» **Assigned task**
The response must contain every line below in which "radius" appears.

----- Data excerpts

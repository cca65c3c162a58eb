use anyhow::anyhow;
use axum::Json;
use axum::extract::multipart::Field;
use axum::extract::{Multipart, State};
use axum::http::StatusCode;
use chrono::NaiveDate;
use tracing::instrument;
use uuid::Uuid;
use validator::Validate;

use crate::middleware::admin::RequireAdmin;
use crate::modules::auth::controller::ErrorResponse;
use crate::state::AppState;
use crate::utils::errors::AppError;
use crate::utils::storage::{MediaStorage, StorageError};
use crate::validator::format_errors;

use super::model::{Course, CoverUpload, CreateCourseDto};
use super::service::CourseService;

/// Create a new course (administrators only)
///
/// Accepts `multipart/form-data`: the metadata fields as text parts and an
/// optional `cover_image` file part. The image is stored through the media
/// collaborator first; if that fails the course is not created.
#[utoipa::path(
    post,
    path = "/api/admin/courses",
    request_body(content = CreateCourseDto, content_type = "multipart/form-data"),
    responses(
        (status = 201, description = "Course created successfully", body = Course),
        (status = 400, description = "Bad request - missing or malformed fields", body = ErrorResponse),
        (status = 401, description = "Missing or invalid token", body = ErrorResponse),
        (status = 403, description = "Caller is not an administrator", body = ErrorResponse),
        (status = 502, description = "Media storage unavailable", body = ErrorResponse),
        (status = 500, description = "Internal server error", body = ErrorResponse)
    ),
    security(("bearer_auth" = [])),
    tag = "Courses"
)]
#[instrument(skip(state, multipart, auth_user), fields(admin = %auth_user.email()))]
pub async fn create_course(
    State(state): State<AppState>,
    RequireAdmin(auth_user): RequireAdmin,
    multipart: Multipart,
) -> Result<(StatusCode, Json<Course>), AppError> {
    let (dto, cover) = parse_course_form(multipart).await?;

    let cover_image_url = match cover {
        Some(upload) => {
            let key = format!(
                "course_covers/{}.{}",
                Uuid::new_v4(),
                extension_for(&upload.content_type)
            );
            let url = state
                .media
                .store(&key, &upload.bytes, &upload.content_type)
                .await
                .map_err(|e| match e {
                    StorageError::InvalidFileSize { .. } | StorageError::InvalidMimeType { .. } => {
                        AppError::bad_request(anyhow!(e))
                    }
                    _ => AppError::bad_gateway(anyhow!("Cover upload failed: {}", e)),
                })?;
            tracing::info!(admin = %auth_user.email(), url = %url, "Cover image stored");
            Some(url)
        }
        None => None,
    };

    let course = CourseService::create_course(&state.db, dto, cover_image_url).await?;
    Ok((StatusCode::CREATED, Json(course)))
}

/// List the public course catalog
#[utoipa::path(
    get,
    path = "/api/courses",
    responses(
        (status = 200, description = "Course catalog", body = [Course]),
        (status = 500, description = "Internal server error", body = ErrorResponse)
    ),
    tag = "Courses"
)]
#[instrument(skip(state))]
pub async fn list_courses(State(state): State<AppState>) -> Result<Json<Vec<Course>>, AppError> {
    let courses = CourseService::list_courses(&state.db).await?;
    Ok(Json(courses))
}

/// Assembles the typed DTO from the multipart body, then runs the usual
/// validation rules on it. Unknown parts are ignored.
async fn parse_course_form(
    mut multipart: Multipart,
) -> Result<(CreateCourseDto, Option<CoverUpload>), AppError> {
    let mut title = None;
    let mut description = None;
    let mut price = None;
    let mut is_subscription = None;
    let mut valid_until = None;
    let mut is_lifetime = false;
    let mut cover = None;

    while let Some(field) = multipart
        .next_field()
        .await
        .map_err(|e| AppError::bad_request(anyhow!("Malformed multipart body: {}", e)))?
    {
        let Some(name) = field.name().map(str::to_string) else {
            continue;
        };

        match name.as_str() {
            "title" => title = Some(text_field(field, "title").await?),
            "description" => description = Some(text_field(field, "description").await?),
            "price" => {
                let raw = text_field(field, "price").await?;
                price = Some(
                    raw.trim()
                        .parse::<f64>()
                        .map_err(|_| AppError::bad_request(anyhow!("price must be a number")))?,
                );
            }
            "is_subscription" => {
                let raw = text_field(field, "is_subscription").await?;
                is_subscription = Some(parse_bool("is_subscription", &raw)?);
            }
            "is_lifetime" => {
                let raw = text_field(field, "is_lifetime").await?;
                is_lifetime = parse_bool("is_lifetime", &raw)?;
            }
            "valid_until" => {
                let raw = text_field(field, "valid_until").await?;
                let trimmed = raw.trim();
                if !trimmed.is_empty() {
                    valid_until = Some(trimmed.parse::<NaiveDate>().map_err(|_| {
                        AppError::bad_request(anyhow!(
                            "valid_until must be an ISO-8601 date (YYYY-MM-DD)"
                        ))
                    })?);
                }
            }
            "cover_image" => {
                let content_type = field
                    .content_type()
                    .unwrap_or("application/octet-stream")
                    .to_string();
                let bytes = field.bytes().await.map_err(|e| {
                    AppError::bad_request(anyhow!("Failed to read cover image: {}", e))
                })?;
                cover = Some(CoverUpload {
                    bytes: bytes.to_vec(),
                    content_type,
                });
            }
            _ => {}
        }
    }

    let dto = CreateCourseDto {
        title: required(title, "title")?,
        description: required(description, "description")?,
        price: required(price, "price")?,
        is_subscription: required(is_subscription, "is_subscription")?,
        valid_until,
        is_lifetime,
    };

    dto.validate()
        .map_err(|errors| AppError::unprocessable(anyhow!("{}", format_errors(&errors))))?;

    Ok((dto, cover))
}

async fn text_field(field: Field<'_>, name: &str) -> Result<String, AppError> {
    field
        .text()
        .await
        .map_err(|e| AppError::bad_request(anyhow!("Invalid {} field: {}", name, e)))
}

fn required<T>(value: Option<T>, name: &str) -> Result<T, AppError> {
    value.ok_or_else(|| AppError::bad_request(anyhow!("{} is required", name)))
}

// Booleans arrive as form text; only the canonical spellings are accepted.
fn parse_bool(name: &str, value: &str) -> Result<bool, AppError> {
    match value.trim() {
        "true" | "1" => Ok(true),
        "false" | "0" => Ok(false),
        _ => Err(AppError::bad_request(anyhow!(
            "{} must be a boolean (true/false)",
            name
        ))),
    }
}

fn extension_for(content_type: &str) -> &'static str {
    match content_type {
        "image/jpeg" => "jpg",
        "image/png" => "png",
        "image/webp" => "webp",
        _ => "bin",
    }
}

#[cfg(test)]
mod tests {
    use super::*;

    #[test]
    fn test_parse_bool_accepts_canonical_spellings() {
        assert!(parse_bool("is_subscription", "true").unwrap());
        assert!(parse_bool("is_subscription", "1").unwrap());
        assert!(!parse_bool("is_subscription", "false").unwrap());
        assert!(!parse_bool("is_subscription", " 0 ").unwrap());
    }

    #[test]
    fn test_parse_bool_rejects_junk() {
        assert!(parse_bool("is_subscription", "yes").is_err());
        assert!(parse_bool("is_subscription", "TRUE ish").is_err());
        assert!(parse_bool("is_subscription", "").is_err());
    }

    #[test]
    fn test_extension_for_known_types() {
        assert_eq!(extension_for("image/png"), "png");
        assert_eq!(extension_for("image/jpeg"), "jpg");
        assert_eq!(extension_for("application/pdf"), "bin");
    }
}
use lettre::message::{MultiPart, SinglePart, header};
use lettre::transport::smtp::authentication::Credentials;
use lettre::{Message, SmtpTransport, Transport};
use tracing::instrument;

use crate::config::email::EmailConfig;
use crate::utils::errors::AppError;

pub struct EmailService {
    config: EmailConfig,
}

impl EmailService {
    pub fn new(config: EmailConfig) -> Self {
        Self { config }
    }

    /// Welcome notification after registration. Callers treat this as best
    /// effort; a failure here must never fail the registration itself.
    #[instrument(skip(self))]
    pub async fn send_welcome_email(&self, to_email: &str, to_name: &str) -> Result<(), AppError> {
        let html_body = self.welcome_template(to_name);
        let text_body = format!(
            "Hi {},\n\n\
             Your account has been created. Welcome aboard!\n\n\
             Browse the catalog and start learning:\n\
             {}\n\n\
             Best regards,\n\
             The Coursedeck Team",
            to_name, self.config.frontend_url
        );

        self.send_email(to_email, "Welcome to Coursedeck!", &text_body, &html_body)
            .await
    }

    #[instrument(skip(self, html_body, text_body))]
    async fn send_email(
        &self,
        to_email: &str,
        subject: &str,
        text_body: &str,
        html_body: &str,
    ) -> Result<(), AppError> {
        if !self.config.enabled {
            tracing::info!(to = %to_email, subject, "Email sending disabled, skipping");
            return Ok(());
        }

        let from = format!("{} <{}>", self.config.from_name, self.config.from_email);

        let email = Message::builder()
            .from(
                from.parse()
                    .map_err(|e| AppError::internal(anyhow::anyhow!("Invalid from email: {}", e)))?,
            )
            .to(to_email
                .parse()
                .map_err(|e| AppError::internal(anyhow::anyhow!("Invalid to email: {}", e)))?)
            .subject(subject)
            .multipart(
                MultiPart::alternative()
                    .singlepart(
                        SinglePart::builder()
                            .header(header::ContentType::TEXT_PLAIN)
                            .body(text_body.to_string()),
                    )
                    .singlepart(
                        SinglePart::builder()
                            .header(header::ContentType::TEXT_HTML)
                            .body(html_body.to_string()),
                    ),
            )
            .map_err(|e| AppError::internal(anyhow::anyhow!("Failed to build email: {}", e)))?;

        let mailer = if self.config.smtp_username.is_empty() {
            SmtpTransport::builder_dangerous(&self.config.smtp_host)
                .port(self.config.smtp_port)
                .build()
        } else {
            let creds = Credentials::new(
                self.config.smtp_username.clone(),
                self.config.smtp_password.clone(),
            );

            SmtpTransport::relay(&self.config.smtp_host)
                .map_err(|e| {
                    AppError::internal(anyhow::anyhow!("Failed to create SMTP relay: {}", e))
                })?
                .port(self.config.smtp_port)
                .credentials(creds)
                .build()
        };

        tokio::task::spawn_blocking(move || mailer.send(&email))
            .await
            .map_err(|e| AppError::internal(anyhow::anyhow!("Task join error: {}", e)))?
            .map_err(|e| AppError::internal(anyhow::anyhow!("Failed to send email: {}", e)))?;

        Ok(())
    }

    fn welcome_template(&self, name: &str) -> String {
        format!(
            r#"<!DOCTYPE html>
<html lang="en">
<head>
    <meta charset="UTF-8">
    <meta name="viewport" content="width=device-width, initial-scale=1.0">
    <title>Welcome to Coursedeck</title>
</head>
<body style="margin: 0; padding: 0; font-family: Arial, sans-serif; background-color: #f4f4f4;">
    <table width="100%" cellpadding="0" cellspacing="0" style="background-color: #f4f4f4; padding: 20px;">
        <tr>
            <td align="center">
                <table width="600" cellpadding="0" cellspacing="0" style="background-color: #ffffff; border-radius: 8px; overflow: hidden; box-shadow: 0 2px 4px rgba(0,0,0,0.1);">
                    <tr>
                        <td style="background-color: #0EA5E9; padding: 30px; text-align: center;">
                            <h1 style="margin: 0; color: #ffffff; font-size: 28px;">Coursedeck</h1>
                        </td>
                    </tr>
                    <tr>
                        <td style="padding: 40px 30px;">
                            <h2 style="margin: 0 0 20px 0; color: #333333; font-size: 24px;">Welcome aboard!</h2>
                            <p style="margin: 0 0 20px 0; color: #666666; font-size: 16px; line-height: 1.5;">
                                Hi <strong>{}</strong>,
                            </p>
                            <p style="margin: 0 0 20px 0; color: #666666; font-size: 16px; line-height: 1.5;">
                                Your account has been created. Browse the catalog and start learning today:
                            </p>
                            <table width="100%" cellpadding="0" cellspacing="0" style="margin: 30px 0;">
                                <tr>
                                    <td align="center">
                                        <a href="{}" style="display: inline-block; padding: 14px 40px; background-color: #0EA5E9; color: #ffffff; text-decoration: none; border-radius: 6px; font-size: 16px; font-weight: bold;">Explore Courses</a>
                                    </td>
                                </tr>
                            </table>
                            <p style="margin: 0; color: #666666; font-size: 14px; line-height: 1.5;">
                                If you didn't create this account, please ignore this email.
                            </p>
                        </td>
                    </tr>
                    <tr>
                        <td style="background-color: #f8f9fa; padding: 20px 30px; text-align: center; border-top: 1px solid #e9ecef;">
                            <p style="margin: 0; color: #999999; font-size: 12px;">
                                This is an automated email from Coursedeck. Please do not reply.
                            </p>
                        </td>
                    </tr>
                </table>
            </td>
        </tr>
    </table>
</body>
</html>"#,
            name, self.config.frontend_url
        )
    }
}
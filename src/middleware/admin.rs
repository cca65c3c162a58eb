//! Administrator gate.
//!
//! Always runs after authentication: the request must carry a valid token,
//! and the verified claims must have `is_admin` set. A missing or false
//! flag is the only non-admin state; nothing grants admin implicitly.

use axum::{extract::FromRequestParts, http::request::Parts};

use crate::middleware::auth::AuthUser;
use crate::state::AppState;
use crate::utils::errors::AppError;

/// Extractor that authenticates the caller and then requires the admin
/// flag, in that order. The token is decoded once; the inner [`AuthUser`]
/// carries the claims into the handler.
///
/// ```rust,ignore
/// pub async fn create_course(
///     State(state): State<AppState>,
///     RequireAdmin(auth_user): RequireAdmin,
/// ) -> Result<Json<Course>, AppError> {
///     // Only administrators reach this point
/// }
/// ```
#[derive(Debug, Clone)]
pub struct RequireAdmin(pub AuthUser);

impl FromRequestParts<AppState> for RequireAdmin {
    type Rejection = AppError;

    async fn from_request_parts(
        parts: &mut Parts,
        state: &AppState,
    ) -> Result<Self, Self::Rejection> {
        let auth_user = AuthUser::from_request_parts(parts, state).await?;
        check_admin(&auth_user)?;

        Ok(RequireAdmin(auth_user))
    }
}

/// Helper for manual checks in controller logic.
pub fn check_admin(auth_user: &AuthUser) -> Result<(), AppError> {
    if !auth_user.is_admin() {
        return Err(AppError::forbidden(anyhow::anyhow!(
            "Access denied. Administrator privileges required."
        )));
    }

    Ok(())
}
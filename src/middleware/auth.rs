use axum::{
    extract::FromRequestParts,
    http::{header, request::Parts},
};

use crate::modules::auth::model::Claims;
use crate::state::AppState;
use crate::utils::errors::AppError;
use crate::utils::jwt::verify_token;

/// Extractor that validates the bearer token and provides the caller's
/// verified claims.
///
/// The claims are the sole authority for identity and privilege: validation
/// never touches the credential store, so a profile or admin-flag change
/// only takes effect once a new token is issued.
#[derive(Debug, Clone)]
pub struct AuthUser(pub Claims);

impl AuthUser {
    /// Get the user ID as UUID
    pub fn user_id(&self) -> Result<uuid::Uuid, AppError> {
        uuid::Uuid::parse_str(&self.0.sub)
            .map_err(|_| AppError::unauthorized(anyhow::anyhow!("Invalid user ID in token")))
    }

    /// Get the user's email
    pub fn email(&self) -> &str {
        &self.0.email
    }

    /// Whether the caller holds administrator privilege. A missing or false
    /// flag is the only non-admin state.
    pub fn is_admin(&self) -> bool {
        self.0.is_admin
    }
}

impl FromRequestParts<AppState> for AuthUser {
    type Rejection = AppError;

    async fn from_request_parts(
        parts: &mut Parts,
        state: &AppState,
    ) -> Result<Self, Self::Rejection> {
        let auth_header = parts
            .headers
            .get(header::AUTHORIZATION)
            .and_then(|value| value.to_str().ok())
            .ok_or_else(|| {
                AppError::unauthorized(anyhow::anyhow!("Missing authorization header"))
            })?;

        let token = auth_header.strip_prefix("Bearer ").ok_or_else(|| {
            AppError::unauthorized(anyhow::anyhow!("Invalid authorization header format"))
        })?;

        let claims = verify_token(token, &state.jwt_config)?;

        Ok(AuthUser(claims))
    }
}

----------

» **Answer section**
                <table width="600" cellpadding="0" cellspacing="0" style="background-color: #ffffff; border-radius: 8px; overflow: hidden; box-shadow: 0 2px 4px rgba(0,0,0,0.1);">
                                        <a href="{}" style="display: inline-block; padding: 14px 40px; background-color: #0EA5E9; color: #ffffff; text-decoration: none; border-radius: 6px; font-size: 16px; font-weight: bold;">Explore Courses</a>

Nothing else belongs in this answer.